GLI SPOSI - romanian tragedy

Dal 9 al 12 novembre al Teatro India

la coppia di artisti Frosini / Timpano ritrae la coppia Ceausescu, 

trucidati dalla folla nel 1989, dopo 22 anni di tirannia, portando in scena 

Gli sposi - romanian tragedy: storia di Nicolae Ceausescu ed Elena Petrescu 

che hanno governato la Romania per oltre un ventennio

 

GLI SPOSI - romanian tragedy
testo David Lescot
traduzione Attilio Scarpellini
regia e interpretazione e riduzione Elvira Frosini Daniele Timpano
disegno luci Omar Scala 

scene e costumi Alessandro Ratti
collaborazione artistica Lorenzo Letizia 

assistente alla regia Camilla Fraticelli
voce off Valerio Malorni 

progetto grafico  Valentina Pastorino
uno spettacolo di Frosini / Timpano

 

Produzione PAV nell'ambito di Fabulamundi Playwriting Europe - Beyond borders?
Gli Scarti, Accademia degli Artefatti, Kataklima teatro
con il sostegno di Institut français Italia, 

Nuovi Mecenati - Fondazione franco-italiana di sostegno alla creazione contemporanea, 

Armunia, Spazio ZUT!, Teatro di Roma, Asti teatro

 Dal 9 al 12 novembre al Teatro India l’irriverente coppia d’artisti della scena teatrale Elvira Frosini e Daniele Timpano presentano la nuova creazione Gli sposi - romanian tragedy, testo del francese David Lescot, su traduzione di Attilio Scarpellini. Una farsa che diventa tragedia, con linguaggio diretto e ritmicamente incalzante, per rievocare la storia di un’ordinaria coppia di potere, Nicolae Ceausescu ed Elena Petrescu, due dittatori che hanno governato la Romania per oltre vent’anni. 

 

Il più sinistro tra i tiranni dei paesi del blocco comunista e sua moglie, dittatori esaltati e spietati, come dei moderni Macbeth e Lady Macbeth dei Balcani, hanno seminato la paura nel popolo romeno per poi finire sommariamente giustiziati davanti alle telecamere, sotto gli occhi del mondo, il 25 dicembre 1989. Una tragedia romena, tratta dal testo di David Lescot, il quale scrive: “Un uomo e una donna. Delle persone molto ordinarie, nella Romania del XX secolo. Entrambi vengono dalla campagna. Un po’ nello stesso modo l’uno e l’altra si ritrovano a militare nel Partito Comunista.
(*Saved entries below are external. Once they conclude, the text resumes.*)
//! Quiz orchestrator.
//!
//! Owns one `GameMode` per `ModeKind`, all reading the same catalog, and
//! keeps exactly one of them active. Commands from the presentation layer
//! go to the active mode; snapshots from the active mode are relayed to the
//! quiz's subscribers. Snapshots from background modes are dropped.

use std::cell::RefCell;
use std::rc::Rc;
use std::sync::Arc;

use log::info;

use crate::catalog::CountryCatalog;
use crate::core::{QuizConfig, QuizError, Region};
use crate::modes::{Answer, AnswerOutcome, GameMode, GameSnapshot, GameStats, ModeKind};
use crate::observer::{ListenerId, ListenerRegistry};

/// What `Quiz::next_question` did.
#[derive(Clone, Debug, PartialEq, Eq)]
pub enum Advance {
    /// A new question is pending.
    Next,
    /// The game is over; final stats attached.
    Finished(GameStats),
    /// No game in progress (not started, waiting for a gate, or idle).
    Waiting,
}

struct Relay {
    active: ModeKind,
    listeners: ListenerRegistry<GameSnapshot>,
}

/// Per-application controller.
pub struct Quiz {
    catalog: Arc<CountryCatalog>,
    modes: Vec<GameMode>,
    active: ModeKind,
    relay: Rc<RefCell<Relay>>,
}

impl Quiz {
    /// Create a quiz with every mode constructed and Classic active.
    pub fn new(catalog: Arc<CountryCatalog>, config: QuizConfig) -> Self {
        let active = ModeKind::Classic;
        let relay = Rc::new(RefCell::new(Relay {
            active,
            listeners: ListenerRegistry::new(),
        }));

        let modes = ModeKind::ALL
            .into_iter()
            .map(|kind| {
                let mut mode = GameMode::new(kind, Arc::clone(&catalog), config.clone());
                let relay = Rc::clone(&relay);
                mode.add_listener(move |snapshot| {
                    let mut relay = relay.borrow_mut();
                    if snapshot.mode == relay.active {
                        relay.listeners.notify(snapshot);
                    }
                });
                mode
            })
            .collect();

        Self {
            catalog,
            modes,
            active,
            relay,
        }
    }

    // === Accessors ===

    #[must_use]
    pub fn catalog(&self) -> &CountryCatalog {
        &self.catalog
    }

    #[must_use]
    pub fn active_kind(&self) -> ModeKind {
        self.active
    }

    #[must_use]
    pub fn active(&self) -> &GameMode {
        self.mode(self.active)
    }

    fn active_mut(&mut self) -> &mut GameMode {
        &mut self.modes[self.active.index()]
    }

    #[must_use]
    pub fn mode(&self, kind: ModeKind) -> &GameMode {
        &self.modes[kind.index()]
    }

    #[must_use]
    pub fn game_stats(&self) -> GameStats {
        self.active().game_stats()
    }

    // === Listeners ===

    /// Receive snapshots from whichever mode is active.
    pub fn subscribe(&mut self, listener: impl FnMut(&GameSnapshot) + 'static) -> ListenerId {
        self.relay.borrow_mut().listeners.register(listener)
    }

    pub fn unsubscribe(&mut self, id: ListenerId) -> bool {
        self.relay.borrow_mut().listeners.unregister(id)
    }

    // === Commands ===

    /// Start (or restart) the active mode.
    ///
    /// A `LoadFailure` leaves the mode idle; calling again retries the load.
    pub async fn start_game(&mut self) -> Result<(), QuizError> {
        self.active_mut().start_game().await
    }

    /// Start the clock in a gated mode.
    pub fn begin_game(&mut self) -> Result<(), QuizError> {
        self.active_mut().begin_game()
    }

    /// Stop the current mode's clock, activate `kind` and start it.
    pub async fn switch_to(&mut self, kind: ModeKind) -> Result<(), QuizError> {
        self.active_mut().halt();
        self.active = kind;
        self.relay.borrow_mut().active = kind;
        info!("Switched to {} mode", kind);
        self.start_game().await
    }

    /// Reset the active mode and start it again.
    pub async fn reset_game(&mut self) -> Result<(), QuizError> {
        self.active_mut().reset_game();
        self.start_game().await
    }

    /// Reset every mode, then start the active one again.
    pub async fn reset_all_games(&mut self) -> Result<(), QuizError> {
        for mode in &mut self.modes {
            mode.reset_game();
        }
        self.start_game().await
    }

    /// Region mode only. `region` is a region name such as "South America".
    pub fn select_region(&mut self, region: &str) -> Result<(), QuizError> {
        if self.active != ModeKind::Region {
            return Err(QuizError::Unsupported {
                mode: self.active,
                operation: "select_region",
            });
        }
        let region: Region = region.parse()?;
        self.active_mut().select_region(region)
    }

    pub fn answer_question(&mut self, selected: &Answer) -> Option<AnswerOutcome> {
        self.active_mut().answer_question(selected)
    }

    /// Move on, or report that the game is over.
    pub fn next_question(&mut self) -> Result<Advance, QuizError> {
        let finished = self.active().is_finished();
        if self.active_mut().next_question()? {
            return Ok(Advance::Next);
        }
        if finished || self.active().is_finished() {
            Ok(Advance::Finished(self.game_stats()))
        } else {
            Ok(Advance::Waiting)
        }
    }

    /// Apply one countdown second to the active mode.
    pub fn tick(&mut self) -> bool {
        self.active_mut().tick()
    }

    /// Wait for the active mode's next countdown second and apply it.
    pub async fn next_tick(&mut self) -> bool {
        self.active_mut().next_tick().await
    }
}

impl std::fmt::Debug for Quiz {
    fn fmt(&self, f: &mut std::fmt::Formatter<'_>) -> std::fmt::Result {
        f.debug_struct("Quiz")
            .field("catalog", &self.catalog)
            .field("active", &self.active)
            .field("modes", &self.modes)
            .finish_non_exhaustive()
    }
}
Niente sembra distinguerli dai loro compagni. Tranne il fatto che sono un po’ meno dotati della media. Sono delle creature senza smalto in un mondo senza orizzonte”. 

 

Diretto e interpretato dal duo Frosini/Timpano, lo spettacolo porta in scena una storia d’amore e politica che ha segnato la Storia contemporanea: quella dei coniugi Ceausescu, colti nella loro ordinarietà di uomo e donna, la cui vicenda è raccontata in prima persona dagli stessi personaggi per riflettere più concretamente, e con ghigno storico, sulla fragilità e sulla natura umana, ambiziosa e feroce. «Cosa sappiamo di Nicolae Ceausescu ed Elena Petrescu? Cosa sappiamo della Romania? Sin dal 1989, anno della caduta del Muro e della caduta dei Ceaucescu, la narrazione che abbiamo sentito è stata quella di due dittatori comunisti capricciosi e sanguinari, che hanno seminato il terrore nel popolo romeno, esagerati tiranni che hanno ridotto in ginocchio il loro Paese per oltre vent’anni – così commentano Elvira Frosini e Daniele TimpanoIl testo di David Lescot ne sottolinea la mediocrità, il grottesco e l’assurdo, fino alla fine tragica e ambigua: il processo sommario e la fucilazione davanti alle telecamere il 25 dicembre 1989. Una drammaturgia cartesiana, con un ribaltamento finale e un inizio sufficientemente ambigui da lasciare lo spazio a due autori e attori come noi per una lettura critica ulteriore. Erano così come ce li hanno raccontati? Che ne è stato del Comunismo? E qual è stato il destino della Romania dopo la loro caduta? Abbiamo cercato di voler un po’ di bene a questi due personaggi, descritti come due tiranni cinici e esaltati dal delirio di onnipotenza ma anche come due comuni pensionati, due povere figure anche un po’ tenere e indifese, verso le quali non si potesse non provare una impossibile empatia. Abbiamo cercato quindi di lavorare su un equilibrio tra distanza e vicinanza, e di innestare l’ambiguità in tutta la costruzione scenica, disseminando piccole crepe critiche che potessero innescare domande su questa narrazione monolitica - quella dell’Occidente capitalista, democratico e trionfante - e su noi che, oggi, facciamo parte di essa». 

 

Ancora una volta la compagnia Frosini/Timpano sollecita il pubblico a confrontarsi e a fare i conti con personaggi della nostra storia, figure controverse al potere, scavando nell’anima dei dittatori come in Dux in Scatola, sul trafugamento del cadavere di Mussolini, autobriografia del duce in scena a Villa Torlonia, dove ha realmente dimorato (16/18 novembre); oppure con un Mazzini mummificato in Risorgimento Pop; con il dolente viaggio nell’affaire Moro con Aldo morto (premio Rete Critica 2012 e premio Nico Garrone 2013); con lo spettacolo in cui i morti si moltiplicavano e dilagavano tra noi in Zombitudine; o ancora con il fantasma del colonialismo italiano e del nostro razzismo in Acqua di colonia.

 

Lo spettacolo è una produzione PAV (nell’ambito di Fabulamundi Playwriting Europe, progetto per la diffusione della drammaturgia contemporanea in Europa), Gli Scarti, Accademia degli Artefatti, Kataklima teatro, con il sostegno di Institut français Italia, Nuovi Mecenati - Fondazione franco-italiana di sostegno alla creazione contemporanea, Armunia, Spazio ZUT!, Teatro di Roma, Asti teatro.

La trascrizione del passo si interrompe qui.